# [WHAT TO PRODUCE]
Every entry needs to be written out again exactly.

EXERCISE MATERIALS Start Marker

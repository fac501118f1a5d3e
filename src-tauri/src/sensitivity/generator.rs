use tracing::{error, info};

use super::gemini::CompletionClient;
use super::prompts::{build_prompt, sensitivity_response_schema};
use super::types::{GenerationOutcome, PlayStyle, SensitivityRecord};
use crate::error::GenerationError;

/// Substituted whenever live generation fails.
pub const FALLBACK_RECORD: SensitivityRecord = SensitivityRecord {
    general: 98.0,
    red_dot: 95.0,
    scope_2x: 88.0,
    scope_4x: 78.0,
    sniper_scope: 65.0,
    free_look: 75.0,
};

/// Generate a sensitivity record for a device and play style.
///
/// Makes exactly one call to `client` and never fails: any error is logged
/// and replaced with [`FALLBACK_RECORD`], tagged with its cause. Parsed
/// values are passed through without range checks.
pub async fn generate<C: CompletionClient>(
    client: &C,
    device_model: &str,
    style: PlayStyle,
) -> GenerationOutcome {
    info!(
        "Generating sensitivity for device '{}' with style '{}'",
        device_model,
        style.label()
    );

    match request_record(client, device_model, style).await {
        Ok(record) => {
            info!("Generated sensitivity for '{}': {:?}", device_model, record);
            GenerationOutcome::Generated { record }
        }
        Err(e) => {
            error!("Failed to generate sensitivity: {}", e);
            GenerationOutcome::Fallback {
                record: FALLBACK_RECORD,
                cause: e.kind(),
            }
        }
    }
}

async fn request_record<C: CompletionClient>(
    client: &C,
    device_model: &str,
    style: PlayStyle,
) -> Result<SensitivityRecord, GenerationError> {
    let prompt = build_prompt(device_model, style);
    let schema = sensitivity_response_schema();
    let text = client.complete(&prompt, &schema).await?;
    parse_record(&text)
}

/// Parse model output into a record. Blank text counts as empty, not malformed.
pub fn parse_record(text: &str) -> Result<SensitivityRecord, GenerationError> {
    let trimmed = text.trim();
    if trimmed.is_empty() {
        return Err(GenerationError::EmptyResponse);
    }
    serde_json::from_str(trimmed).map_err(|e| {
        let preview: String = trimmed.chars().take(500).collect();
        GenerationError::MalformedJson(format!("{} (response: {})", e, preview))
    })
}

EXERCISE MATERIALS End Marker

# [YOUR RESPONSE]
repository fac501118f1a5d3e
filename src-tauri/src/sensitivity/generator.rs
use tracing::{error, info};

use super::gemini::CompletionClient;
use super::prompts::{build_prompt, sensitivity_response_schema};
use super::types::{GenerationOutcome, PlayStyle, SensitivityRecord};
use crate::error::GenerationError;

/// Substituted whenever live generation fails.
pub const FALLBACK_RECORD: SensitivityRecord = SensitivityRecord {
    general: 98.0,
    red_dot: 95.0,
    scope_2x: 88.0,
    scope_4x: 78.0,
    sniper_scope: 65.0,
    free_look: 75.0,
};

/// Generate a sensitivity record for a device and play style.
///
/// Makes exactly one call to `client` and never fails: any error is logged
/// and replaced with [`FALLBACK_RECORD`], tagged with its cause. Parsed
/// values are passed through without range checks.
pub async fn generate<C: CompletionClient>(
    client: &C,
    device_model: &str,
    style: PlayStyle,
) -> GenerationOutcome {
    info!(
        "Generating sensitivity for device '{}' with style '{}'",
        device_model,
        style.label()
    );

    match request_record(client, device_model, style).await {
        Ok(record) => {
            info!("Generated sensitivity for '{}': {:?}", device_model, record);
            GenerationOutcome::Generated { record }
        }
        Err(e) => {
            error!("Failed to generate sensitivity: {}", e);
            GenerationOutcome::Fallback {
                record: FALLBACK_RECORD,
                cause: e.kind(),
            }
        }
    }
}

async fn request_record<C: CompletionClient>(
    client: &C,
    device_model: &str,
    style: PlayStyle,
) -> Result<SensitivityRecord, GenerationError> {
    let prompt = build_prompt(device_model, style);
    let schema = sensitivity_response_schema();
    let text = client.complete(&prompt, &schema).await?;
    parse_record(&text)
}

/// Parse model output into a record. Blank text counts as empty, not malformed.
pub fn parse_record(text: &str) -> Result<SensitivityRecord, GenerationError> {
    let trimmed = text.trim();
    if trimmed.is_empty() {
        return Err(GenerationError::EmptyResponse);
    }
    serde_json::from_str(trimmed).map_err(|e| {
        let preview: String = trimmed.chars().take(500).collect();
        GenerationError::MalformedJson(format!("{} (response: {})", e, preview))
    })
}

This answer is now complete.